Her time had run out. And Tanner was deceptive enough, merciless enough, that he could be trying to gain her trust for one reason only. To gain the information her father’s agent had sent, the location of the first Leo and his child. That information couldn’t get into the wrong hands. Until she knew, beyond a shadow of a doubt, that Tanner wasn’t her father’s spy, then she couldn’t trust. She couldn’t afford to ever trust her heart or her hunger again. Chaz had taught her better than that.
Her eyes were cold. The dark chocolate gaze was unemotional, uncaring. She could have been talking about the weather. But what he saw and what he could smell were two different things.

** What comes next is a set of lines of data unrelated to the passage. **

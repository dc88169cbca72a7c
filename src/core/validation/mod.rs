//! Request validation
//!
//! Payloads go through three steps before reaching a handler:
//!
//! 1. the body is parsed as JSON (malformed JSON is a 400, not axum's default 422)
//! 2. [`filters`] normalise the raw value (string fields are trimmed)
//! 3. the value is deserialized into a typed payload and checked with `validator`
//!
//! Field-level helpers for amounts and timestamps live in [`de`] and [`validators`].

pub mod de;
pub mod extractor;
pub mod filters;
pub mod validators;

pub use extractor::Validated;
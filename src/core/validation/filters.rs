//! Payload filters
//!
//! These transform raw JSON before it is deserialized.

use serde_json::Value;

/// Trim whitespace from every top-level string field
pub fn trim_strings(value: Value) -> Value {
    match value {
        Value::Object(map) => Value::Object(
            map.into_iter()
                .map(|(key, value)| (key, trim(value)))
                .collect(),
        ),
        other => other,
    }
}

fn trim(value: Value) -> Value {
    match value {
        Value::String(s) => Value::String(s.trim().to_string()),
        other => other,
    }
}

#[cfg(test)]
mod tests {
    use super::*;
    use serde_json::json;

    #[test]
    fn test_trim_strings_only_touches_strings() {
        let filtered = trim_strings(json!({
            "category": "  super ",
            "amount": 12.5,
            "day_of_month": null,
        }));
        assert_eq!(filtered["category"], "super");
        assert_eq!(filtered["amount"], 12.5);
        assert!(filtered["day_of_month"].is_null());
    }
}
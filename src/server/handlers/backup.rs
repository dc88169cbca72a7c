//! Snapshot export HTTP handlers

use crate::core::{ApiError, BackupError};
use crate::server::AppContext;
use axum::{
    extract::State,
    http::header,
    response::{IntoResponse, Json, Response},
};
use serde_json::{Value, json};

pub async fn create_backup(State(ctx): State<AppContext>) -> Result<Json<Value>, ApiError> {
    let snapshot = ctx.backup.export().await?;
    Ok(Json(json!({
        "success": true,
        "message": format!("Backup created: {}", snapshot.filename),
    })))
}

/// Export a fresh snapshot, then send the newest one as an attachment
pub async fn download_backup(State(ctx): State<AppContext>) -> Result<Response, ApiError> {
    ctx.backup.export().await?;
    let snapshot = ctx.backup.latest().await?.ok_or_else(|| {
        BackupError::NoSnapshot(ctx.backup.exports_dir().display().to_string())
    })?;

    let bytes = tokio::fs::read(&snapshot.path)
        .await
        .map_err(BackupError::from)?;

    Ok((
        [
            (header::CONTENT_TYPE, "text/csv".to_string()),
            (
                header::CONTENT_DISPOSITION,
                format!("attachment; filename=\"{}\"", snapshot.filename),
            ),
        ],
        bytes,
    )
        .into_response())
}
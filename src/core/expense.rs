//! Expense records and their query shapes

use chrono::{DateTime, Utc};
use serde::{Deserialize, Serialize};

/// A single finalized expense
#[derive(Debug, Clone, PartialEq, Serialize, Deserialize, sqlx::FromRow)]
pub struct Expense {
    pub id: i64,
    pub amount: f64,
    pub category: String,
    pub description: String,
    pub date: DateTime<Utc>,
}

/// Field values for a new or fully replaced expense
#[derive(Debug, Clone, PartialEq)]
pub struct NewExpense {
    pub amount: f64,
    pub category: String,
    pub description: String,
    pub date: DateTime<Utc>,
}

impl NewExpense {
    pub fn new(
        amount: f64,
        category: impl Into<String>,
        description: impl Into<String>,
        date: DateTime<Utc>,
    ) -> Self {
        Self {
            amount,
            category: category.into(),
            description: description.into(),
            date,
        }
    }
}

/// Offset/limit pagination, 1-based
#[derive(Debug, Clone, Copy, PartialEq, Eq)]
pub struct Page {
    pub page: u32,
    pub per_page: u32,
}

impl Page {
    pub fn offset(&self) -> i64 {
        i64::from(self.page.saturating_sub(1)) * i64::from(self.per_page)
    }

    pub fn limit(&self) -> i64 {
        i64::from(self.per_page)
    }
}

/// Month filter with optional pagination
#[derive(Debug, Clone, Copy, PartialEq, Eq)]
pub struct ExpenseFilter {
    pub year: i32,
    pub month: u32,
    pub page: Option<Page>,
}

/// One page of expenses plus the size of the whole filtered set
#[derive(Debug, Clone, PartialEq)]
pub struct ExpensePage {
    pub expenses: Vec<Expense>,
    /// Full filtered count, independent of the page size
    pub total: i64,
}

/// A `(year, month)` pair that has at least one expense
#[derive(Debug, Clone, Copy, PartialEq, Eq, PartialOrd, Ord, Serialize, Deserialize)]
pub struct MonthKey {
    pub year: i32,
    pub month: u32,
}
//! Recurring rule HTTP handlers

use super::parse_id;
use crate::core::{ApiError, RecurringRule, RulePatch, RulePayload, Validated};
use crate::server::AppContext;
use axum::{
    extract::{Path, State},
    http::StatusCode,
    response::Json,
};
use chrono::Utc;
use serde_json::{Value, json};

pub async fn list_rules(State(ctx): State<AppContext>) -> Result<Json<Value>, ApiError> {
    let rules = ctx.rules.list().await?;
    Ok(Json(json!({ "recurring_expenses": rules })))
}

pub async fn create_rule(
    State(ctx): State<AppContext>,
    Validated(payload): Validated<RulePayload>,
) -> Result<(StatusCode, Json<RecurringRule>), ApiError> {
    let draft = payload.into_draft(Utc::now())?;
    let rule = ctx.rules.create(&draft).await?;

    tracing::info!(rule_id = rule.id, frequency = %rule.frequency, "recurring expense created");
    Ok((StatusCode::CREATED, Json(rule)))
}

pub async fn get_rule(
    State(ctx): State<AppContext>,
    Path(id): Path<String>,
) -> Result<Json<RecurringRule>, ApiError> {
    let id = parse_id(&id)?;
    ctx.rules
        .get(id)
        .await?
        .map(Json)
        .ok_or(ApiError::not_found("recurring expense", id))
}

pub async fn update_rule(
    State(ctx): State<AppContext>,
    Path(id): Path<String>,
    Validated(patch): Validated<RulePatch>,
) -> Result<Json<RecurringRule>, ApiError> {
    let id = parse_id(&id)?;
    let rule = ctx
        .rules
        .get(id)
        .await?
        .ok_or(ApiError::not_found("recurring expense", id))?;

    let draft = patch.apply_to(&rule)?;
    ctx.rules
        .update(id, &draft)
        .await?
        .map(Json)
        .ok_or(ApiError::not_found("recurring expense", id))
}

pub async fn delete_rule(
    State(ctx): State<AppContext>,
    Path(id): Path<String>,
) -> Result<StatusCode, ApiError> {
    let id = parse_id(&id)?;
    if ctx.rules.delete(id).await? {
        Ok(StatusCode::NO_CONTENT)
    } else {
        Err(ApiError::not_found("recurring expense", id))
    }
}

/// Manual apply-pass; failures are reported in the body, never as a 5xx
pub async fn apply_rules(State(ctx): State<AppContext>) -> Json<Value> {
    match ctx.engine.apply_due_now().await {
        Ok(report) => Json(json!({ "success": true, "applied": report.applied })),
        Err(e) => {
            tracing::error!(error = %e, "manual apply-pass failed, rolled back");
            Json(json!({
                "success": false,
                "applied": 0,
                "error": "Failed to apply recurring expenses",
            }))
        }
    }
}

pub async fn pending_rules(State(ctx): State<AppContext>) -> Result<Json<Value>, ApiError> {
    let pending = ctx.engine.preview_pending_now().await?;
    Ok(Json(json!({ "pending": pending })))
}
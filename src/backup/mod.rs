//! CSV snapshots of the expense table
//!
//! Snapshots are named `expenses_<YYYYMMDD_HHMMSS>.csv` (UTC) and hold one
//! row per expense under the header `Date,Amount,Category,Description`,
//! newest first. Because the timestamp is in the name, sorting filenames
//! sorts snapshots by age.

use crate::core::time::parse_timestamp;
use crate::core::{BackupError, NewExpense, StorageError};
use crate::storage::ExpenseStore;
use crate::storage::expenses::{delete_all_with, insert_with};
use chrono::{NaiveDateTime, SecondsFormat, Utc};
use serde::Serialize;
use std::path::{Path, PathBuf};

const FILE_PREFIX: &str = "expenses_";
const FILE_SUFFIX: &str = ".csv";
const STAMP_FORMAT: &str = "%Y%m%d_%H%M%S";
const HEADER: [&str; 4] = ["Date", "Amount", "Category", "Description"];

/// Metadata about a snapshot file
#[derive(Debug, Clone, PartialEq, Eq, Serialize)]
pub struct SnapshotInfo {
    pub filename: String,
    pub path: PathBuf,
    /// Timestamp encoded in the filename (UTC)
    pub created_at: NaiveDateTime,
    pub size_bytes: u64,
}

/// Writes, lists and restores expense snapshots
#[derive(Debug, Clone)]
pub struct BackupService {
    exports_dir: PathBuf,
    expenses: ExpenseStore,
}

impl BackupService {
    pub fn new(exports_dir: impl Into<PathBuf>, expenses: ExpenseStore) -> Self {
        Self {
            exports_dir: exports_dir.into(),
            expenses,
        }
    }

    pub fn exports_dir(&self) -> &Path {
        &self.exports_dir
    }

    /// Write a snapshot of every expense and return its metadata
    pub async fn export(&self) -> Result<SnapshotInfo, BackupError> {
        tokio::fs::create_dir_all(&self.exports_dir).await?;

        let rows = self.expenses.all_by_date_desc().await?;
        let mut writer = csv::Writer::from_writer(Vec::new());
        writer.write_record(HEADER)?;
        for expense in &rows {
            writer.write_record([
                expense.date.to_rfc3339_opts(SecondsFormat::AutoSi, true),
                expense.amount.to_string(),
                expense.category.clone(),
                expense.description.clone(),
            ])?;
        }
        let bytes = writer
            .into_inner()
            .map_err(|e| BackupError::Io(e.into_error()))?;

        let filename = format!(
            "{FILE_PREFIX}{}{FILE_SUFFIX}",
            Utc::now().format(STAMP_FORMAT)
        );
        let path = self.exports_dir.join(&filename);
        tokio::fs::write(&path, &bytes).await?;

        tracing::info!(path = %path.display(), rows = rows.len(), "snapshot written");
        snapshot_info(path)
            .await?
            .ok_or_else(|| BackupError::NoSnapshot(self.exports_dir.display().to_string()))
    }

    /// All snapshots, newest first
    pub async fn list(&self) -> Result<Vec<SnapshotInfo>, BackupError> {
        let mut entries = match tokio::fs::read_dir(&self.exports_dir).await {
            Ok(entries) => entries,
            Err(e) if e.kind() == std::io::ErrorKind::NotFound => return Ok(Vec::new()),
            Err(e) => return Err(e.into()),
        };

        let mut snapshots = Vec::new();
        while let Some(entry) = entries.next_entry().await? {
            if let Some(info) = snapshot_info(entry.path()).await? {
                snapshots.push(info);
            }
        }
        snapshots.sort_by(|a, b| b.filename.cmp(&a.filename));
        Ok(snapshots)
    }

    /// Newest snapshot, if any
    pub async fn latest(&self) -> Result<Option<SnapshotInfo>, BackupError> {
        Ok(self.list().await?.into_iter().next())
    }

    /// Replace every expense with the rows of a snapshot
    ///
    /// The file is parsed completely before the table is touched, and the
    /// swap runs in one transaction. Returns the number of restored rows.
    pub async fn restore(&self, path: impl AsRef<Path>) -> Result<usize, BackupError> {
        let path = path.as_ref();
        let bytes = tokio::fs::read(path).await?;
        let rows = parse_snapshot(&bytes)?;

        let mut tx = self
            .expenses
            .pool()
            .begin()
            .await
            .map_err(StorageError::from)?;
        let removed = delete_all_with(&mut *tx).await?;
        for row in &rows {
            insert_with(&mut *tx, row).await?;
        }
        tx.commit().await.map_err(StorageError::from)?;

        tracing::info!(
            path = %path.display(),
            removed,
            restored = rows.len(),
            "snapshot restored"
        );
        Ok(rows.len())
    }
}

async fn snapshot_info(path: PathBuf) -> Result<Option<SnapshotInfo>, BackupError> {
    let Some(filename) = path.file_name().and_then(|name| name.to_str()) else {
        return Ok(None);
    };
    let Some(stamp) = filename
        .strip_prefix(FILE_PREFIX)
        .and_then(|rest| rest.strip_suffix(FILE_SUFFIX))
    else {
        return Ok(None);
    };
    let Ok(created_at) = NaiveDateTime::parse_from_str(stamp, STAMP_FORMAT) else {
        return Ok(None);
    };
    let filename = filename.to_string();

    let metadata = tokio::fs::metadata(&path).await?;
    if !metadata.is_file() {
        return Ok(None);
    }

    Ok(Some(SnapshotInfo {
        filename,
        created_at,
        size_bytes: metadata.len(),
        path,
    }))
}

fn parse_snapshot(bytes: &[u8]) -> Result<Vec<NewExpense>, BackupError> {
    let mut reader = csv::ReaderBuilder::new()
        .has_headers(true)
        .trim(csv::Trim::All)
        .from_reader(bytes);

    let headers = reader.headers()?.clone();
    let matches_header = headers.len() == HEADER.len()
        && headers
            .iter()
            .zip(HEADER)
            .all(|(found, expected)| found.eq_ignore_ascii_case(expected));
    if !matches_header {
        return Err(BackupError::InvalidRow {
            line: 1,
            message: format!("expected header {}", HEADER.join(",")),
        });
    }

    let mut rows = Vec::new();
    for record in reader.records() {
        let record = record?;
        let line = record.position().map(|p| p.line()).unwrap_or_default();
        let invalid = |message: String| BackupError::InvalidRow { line, message };

        let date = record
            .get(0)
            .and_then(parse_timestamp)
            .ok_or_else(|| invalid("invalid date".to_string()))?;
        let amount = record
            .get(1)
            .and_then(|raw| raw.parse::<f64>().ok())
            .filter(|amount| amount.is_finite())
            .ok_or_else(|| invalid("invalid amount".to_string()))?;
        let category = record.get(2).unwrap_or_default();
        let description = record.get(3).unwrap_or_default();
        if category.is_empty() || description.is_empty() {
            return Err(invalid("category and description are required".to_string()));
        }

        rows.push(NewExpense::new(amount, category, description, date));
    }
    Ok(rows)
}
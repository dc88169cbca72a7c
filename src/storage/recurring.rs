//! Recurring rule store backed by the `recurring_expenses` table

use crate::core::{Frequency, RecurringRule, RuleDraft, StorageError};
use chrono::{DateTime, Utc};
use sqlx::{SqliteExecutor, SqlitePool};

const RULE_COLUMNS: &str = "id, amount, category, description, frequency, day_of_month, \
     start_date, end_date, is_active, last_applied_date, created_at";

/// Raw row as stored; converted into [`RecurringRule`] after checking the
/// columns SQLite cannot type for us
#[derive(Debug, sqlx::FromRow)]
struct RuleRow {
    id: i64,
    amount: f64,
    category: String,
    description: String,
    frequency: String,
    day_of_month: Option<i64>,
    start_date: DateTime<Utc>,
    end_date: Option<DateTime<Utc>>,
    is_active: bool,
    last_applied_date: Option<DateTime<Utc>>,
    created_at: DateTime<Utc>,
}

impl TryFrom<RuleRow> for RecurringRule {
    type Error = StorageError;

    fn try_from(row: RuleRow) -> Result<Self, Self::Error> {
        let id = row.id;
        let corrupt = |message: String| StorageError::CorruptRow {
            table: "recurring_expenses",
            id,
            message,
        };

        let frequency: Frequency = row.frequency.parse().map_err(|e| corrupt(format!("{e}")))?;
        let day_of_month = row
            .day_of_month
            .map(|day| u32::try_from(day).map_err(|_| corrupt(format!("invalid day_of_month {day}"))))
            .transpose()?;

        Ok(RecurringRule {
            id,
            amount: row.amount,
            category: row.category,
            description: row.description,
            frequency,
            day_of_month,
            start_date: row.start_date,
            end_date: row.end_date,
            is_active: row.is_active,
            last_applied_date: row.last_applied_date,
            created_at: row.created_at,
        })
    }
}

fn into_rules(rows: Vec<RuleRow>) -> Result<Vec<RecurringRule>, StorageError> {
    rows.into_iter().map(RecurringRule::try_from).collect()
}

/// CRUD over recurrence rules
#[derive(Clone, Debug)]
pub struct RecurringStore {
    pool: SqlitePool,
}

impl RecurringStore {
    pub fn new(pool: SqlitePool) -> Self {
        Self { pool }
    }

    pub fn pool(&self) -> &SqlitePool {
        &self.pool
    }

    /// Insert a rule; `last_applied_date` starts empty and `created_at` is now
    pub async fn create(&self, draft: &RuleDraft) -> Result<RecurringRule, StorageError> {
        let sql = format!(
            "INSERT INTO recurring_expenses
                (amount, category, description, frequency, day_of_month,
                 start_date, end_date, is_active, last_applied_date, created_at)
             VALUES (?, ?, ?, ?, ?, ?, ?, ?, NULL, ?)
             RETURNING {RULE_COLUMNS}"
        );
        let row = sqlx::query_as::<_, RuleRow>(&sql)
            .bind(draft.amount)
            .bind(&draft.category)
            .bind(&draft.description)
            .bind(draft.frequency.as_str())
            .bind(draft.day_of_month.map(i64::from))
            .bind(draft.start_date)
            .bind(draft.end_date)
            .bind(draft.is_active)
            .bind(Utc::now())
            .fetch_one(&self.pool)
            .await?;
        row.try_into()
    }

    pub async fn get(&self, id: i64) -> Result<Option<RecurringRule>, StorageError> {
        let sql = format!("SELECT {RULE_COLUMNS} FROM recurring_expenses WHERE id = ?");
        sqlx::query_as::<_, RuleRow>(&sql)
            .bind(id)
            .fetch_optional(&self.pool)
            .await?
            .map(RecurringRule::try_from)
            .transpose()
    }

    /// All rules, oldest first
    pub async fn list(&self) -> Result<Vec<RecurringRule>, StorageError> {
        let sql = format!("SELECT {RULE_COLUMNS} FROM recurring_expenses ORDER BY id ASC");
        let rows = sqlx::query_as::<_, RuleRow>(&sql).fetch_all(&self.pool).await?;
        into_rules(rows)
    }

    /// Active rules, oldest first
    pub async fn list_active(&self) -> Result<Vec<RecurringRule>, StorageError> {
        list_active_with(&self.pool).await
    }

    /// Overwrite the editable fields; `None` when the id is unknown
    ///
    /// `last_applied_date` and `created_at` are left untouched.
    pub async fn update(
        &self,
        id: i64,
        draft: &RuleDraft,
    ) -> Result<Option<RecurringRule>, StorageError> {
        let sql = format!(
            "UPDATE recurring_expenses
             SET amount = ?, category = ?, description = ?, frequency = ?, day_of_month = ?,
                 start_date = ?, end_date = ?, is_active = ?
             WHERE id = ?
             RETURNING {RULE_COLUMNS}"
        );
        sqlx::query_as::<_, RuleRow>(&sql)
            .bind(draft.amount)
            .bind(&draft.category)
            .bind(&draft.description)
            .bind(draft.frequency.as_str())
            .bind(draft.day_of_month.map(i64::from))
            .bind(draft.start_date)
            .bind(draft.end_date)
            .bind(draft.is_active)
            .bind(id)
            .fetch_optional(&self.pool)
            .await?
            .map(RecurringRule::try_from)
            .transpose()
    }

    /// Returns whether a row was removed; generated expenses are kept
    pub async fn delete(&self, id: i64) -> Result<bool, StorageError> {
        let result = sqlx::query("DELETE FROM recurring_expenses WHERE id = ?")
            .bind(id)
            .execute(&self.pool)
            .await?;
        Ok(result.rows_affected() > 0)
    }
}

/// Active rules on any executor
pub async fn list_active_with<'e, E>(executor: E) -> Result<Vec<RecurringRule>, StorageError>
where
    E: SqliteExecutor<'e>,
{
    let sql = format!(
        "SELECT {RULE_COLUMNS} FROM recurring_expenses WHERE is_active = 1 ORDER BY id ASC"
    );
    let rows = sqlx::query_as::<_, RuleRow>(&sql).fetch_all(executor).await?;
    into_rules(rows)
}

/// Record that a rule fired at `applied_at`
pub async fn mark_applied_with<'e, E>(
    executor: E,
    id: i64,
    applied_at: DateTime<Utc>,
) -> Result<(), StorageError>
where
    E: SqliteExecutor<'e>,
{
    sqlx::query("UPDATE recurring_expenses SET last_applied_date = ? WHERE id = ?")
        .bind(applied_at)
        .bind(id)
        .execute(executor)
        .await?;
    Ok(())
}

His eyes saw a cold, hard shell. But he rarely depended on his eyes alone.
He could smell her pain, just as he could smell her fear and the anger she was tamping so deep inside her that it festered like an open wound.
She was fighting desperately to shut it all down. He could sense that. She had to obliterate all emotion to survive the darkness her father had placed inside her. And he couldn’t allow that. Smelling her fear made the animal inside him pace and thirst for blood. It did nothing to keep the man he was in control.
He knew all about conditioning and training. He had lived beneath Tallant’s guidelines for the first fifteen years of his life. As an animal. A weapon that had to be molded for effectiveness.
“Once you had the strength to break away, why was it too late?”
Her gaze flickered with shadows of deceit. He hated that deceit.